[Stored data entries]
▬▬▬

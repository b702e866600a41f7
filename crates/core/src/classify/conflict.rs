//! Conflict graph construction and conflict-serializability.

use core::fmt::Debug;
use core::hash::Hash;

use crate::graph::digraph::DiGraph;
use crate::schedule::decompose::{drop_aborts, transaction_ids};
use crate::schedule::types::{Action, TransactionId};

/// Builds the conflict graph of a schedule.
///
/// Aborted transactions are removed first. Nodes are the surviving
/// transaction ids. An edge (a, b) exists whenever some action of
/// transaction `a` precedes, in schedule order, some action of transaction
/// `b`, both on the same object, from different transactions, with at
/// least one of the two being a write.
///
/// All qualifying pairs are checked, O(n^2) in schedule length. Schedules
/// here are teaching-scale, not production logs.
#[must_use]
pub fn conflict_graph<Object>(schedule: &[Action<Object>]) -> DiGraph<TransactionId>
where
    Object: Eq + Hash + Clone,
{
    let schedule = drop_aborts(schedule);

    let mut graph = DiGraph::default();
    for id in transaction_ids(&schedule) {
        graph.add_vertex(id);
    }

    for (i, first) in schedule.iter().enumerate() {
        for second in &schedule[i + 1..] {
            let same_object = match (first.object(), second.object()) {
                (Some(a), Some(b)) => a == b,
                _ => false,
            };
            let different_transaction = first.transaction() != second.transaction();
            let conflicting = first.is_write() || second.is_write();
            if same_object && different_transaction && conflicting {
                graph.add_edge(first.transaction(), second.transaction());
            }
        }
    }

    graph
}

/// A schedule is conflict-serializable iff its conflict graph is acyclic.
///
/// A cycle means no serial order of the transactions preserves every
/// pairwise conflict, so no conflict-equivalent serial schedule exists.
pub fn conflict_serializable<Object>(schedule: &[Action<Object>]) -> bool
where
    Object: Eq + Hash + Clone + Debug,
{
    let graph = conflict_graph(schedule);
    let acyclic = graph.is_acyclic();
    if !acyclic {
        tracing::debug!(cycle_edge = ?graph.find_cycle_edge(), "conflict graph is cyclic");
    }
    acyclic
}

#[cfg(test)]
mod tests {
    use alloc::vec;

    use super::*;
    use crate::schedule::types::TransactionId;

    fn r(t: u64, object: &'static str) -> Action<&'static str> {
        Action::read(TransactionId(t), object)
    }

    fn w(t: u64, object: &'static str) -> Action<&'static str> {
        Action::write(TransactionId(t), object)
    }

    fn c(t: u64) -> Action<&'static str> {
        Action::commit(TransactionId(t))
    }

    #[test]
    fn test_disjoint_objects_no_edges() {
        let schedule = vec![r(1, "A"), w(1, "A"), r(2, "B"), w(2, "B")];
        let graph = conflict_graph(&schedule);

        assert_eq!(graph.vertex_count(), 2);
        assert!(graph.to_edge_list().is_empty());
        assert!(conflict_serializable(&schedule));
    }

    #[test]
    fn test_read_read_is_not_a_conflict() {
        let schedule = vec![r(1, "A"), r(2, "A"), c(1), c(2)];
        let graph = conflict_graph(&schedule);

        assert!(graph.to_edge_list().is_empty());
    }

    #[test]
    fn test_commits_never_conflict() {
        // Neither commit carries an object, so the pairwise scan must not
        // treat two object-less actions as touching the same object.
        let schedule = vec![w(1, "A"), c(1), c(2), r(2, "B")];
        let graph = conflict_graph(&schedule);

        assert!(graph.to_edge_list().is_empty());
    }

    #[test]
    fn test_conflict_cycle() {
        // R1(X) W2(X) gives 1 -> 2; W2(X) W1(X) gives 2 -> 1.
        let schedule = vec![r(1, "X"), w(2, "X"), w(1, "X"), c(2), c(1)];
        let graph = conflict_graph(&schedule);

        assert!(graph.has_edge(&TransactionId(1), &TransactionId(2)));
        assert!(graph.has_edge(&TransactionId(2), &TransactionId(1)));
        assert!(!conflict_serializable(&schedule));
    }

    #[test]
    fn test_aborted_transactions_are_ignored() {
        let schedule = vec![
            r(1, "X"),
            w(2, "X"),
            w(1, "X"),
            Action::abort(TransactionId(2)),
            c(1),
        ];
        let graph = conflict_graph(&schedule);

        assert_eq!(graph.vertex_count(), 1);
        assert!(graph.to_edge_list().is_empty());
        assert!(conflict_serializable(&schedule));
    }
}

▬▬▬

_TASK REQUIREMENTS_
Copy out the entries above again, keeping them exact.

_EXERCISE RESULT_
repository b702e866600a41f7
filename crates/core/src/classify/conflict.rs
//! Conflict graph construction and conflict-serializability.

use core::fmt::Debug;
use core::hash::Hash;

use crate::graph::digraph::DiGraph;
use crate::schedule::decompose::{drop_aborts, transaction_ids};
use crate::schedule::types::{Action, TransactionId};

/// Builds the conflict graph of a schedule.
///
/// Aborted transactions are removed first. Nodes are the surviving
/// transaction ids. An edge (a, b) exists whenever some action of
/// transaction `a` precedes, in schedule order, some action of transaction
/// `b`, both on the same object, from different transactions, with at
/// least one of the two being a write.
///
/// All qualifying pairs are checked, O(n^2) in schedule length. Schedules
/// here are teaching-scale, not production logs.
#[must_use]
pub fn conflict_graph<Object>(schedule: &[Action<Object>]) -> DiGraph<TransactionId>
where
    Object: Eq + Hash + Clone,
{
    let schedule = drop_aborts(schedule);

    let mut graph = DiGraph::default();
    for id in transaction_ids(&schedule) {
        graph.add_vertex(id);
    }

    for (i, first) in schedule.iter().enumerate() {
        for second in &schedule[i + 1..] {
            let same_object = match (first.object(), second.object()) {
                (Some(a), Some(b)) => a == b,
                _ => false,
            };
            let different_transaction = first.transaction() != second.transaction();
            let conflicting = first.is_write() || second.is_write();
            if same_object && different_transaction && conflicting {
                graph.add_edge(first.transaction(), second.transaction());
            }
        }
    }

    graph
}

/// A schedule is conflict-serializable iff its conflict graph is acyclic.
///
/// A cycle means no serial order of the transactions preserves every
/// pairwise conflict, so no conflict-equivalent serial schedule exists.
pub fn conflict_serializable<Object>(schedule: &[Action<Object>]) -> bool
where
    Object: Eq + Hash + Clone + Debug,
{
    let graph = conflict_graph(schedule);
    let acyclic = graph.is_acyclic();
    if !acyclic {
        tracing::debug!(cycle_edge = ?graph.find_cycle_edge(), "conflict graph is cyclic");
    }
    acyclic
}

#[cfg(test)]
mod tests {
    use alloc::vec;

    use super::*;
    use crate::schedule::types::TransactionId;

    fn r(t: u64, object: &'static str) -> Action<&'static str> {
        Action::read(TransactionId(t), object)
    }

    fn w(t: u64, object: &'static str) -> Action<&'static str> {
        Action::write(TransactionId(t), object)
    }

    fn c(t: u64) -> Action<&'static str> {
        Action::commit(TransactionId(t))
    }

    #[test]
    fn test_disjoint_objects_no_edges() {
        let schedule = vec![r(1, "A"), w(1, "A"), r(2, "B"), w(2, "B")];
        let graph = conflict_graph(&schedule);

        assert_eq!(graph.vertex_count(), 2);
        assert!(graph.to_edge_list().is_empty());
        assert!(conflict_serializable(&schedule));
    }

    #[test]
    fn test_read_read_is_not_a_conflict() {
        let schedule = vec![r(1, "A"), r(2, "A"), c(1), c(2)];
        let graph = conflict_graph(&schedule);

        assert!(graph.to_edge_list().is_empty());
    }

    #[test]
    fn test_commits_never_conflict() {
        // Neither commit carries an object, so the pairwise scan must not
        // treat two object-less actions as touching the same object.
        let schedule = vec![w(1, "A"), c(1), c(2), r(2, "B")];
        let graph = conflict_graph(&schedule);

        assert!(graph.to_edge_list().is_empty());
    }

    #[test]
    fn test_conflict_cycle() {
        // R1(X) W2(X) gives 1 -> 2; W2(X) W1(X) gives 2 -> 1.
        let schedule = vec![r(1, "X"), w(2, "X"), w(1, "X"), c(2), c(1)];
        let graph = conflict_graph(&schedule);

        assert!(graph.has_edge(&TransactionId(1), &TransactionId(2)));
        assert!(graph.has_edge(&TransactionId(2), &TransactionId(1)));
        assert!(!conflict_serializable(&schedule));
    }

    #[test]
    fn test_aborted_transactions_are_ignored() {
        let schedule = vec![
            r(1, "X"),
            w(2, "X"),
            w(1, "X"),
            Action::abort(TransactionId(2)),
            c(1),
        ];
        let graph = conflict_graph(&schedule);

        assert_eq!(graph.vertex_count(), 1);
        assert!(graph.to_edge_list().is_empty());
        assert!(conflict_serializable(&schedule));
    }
}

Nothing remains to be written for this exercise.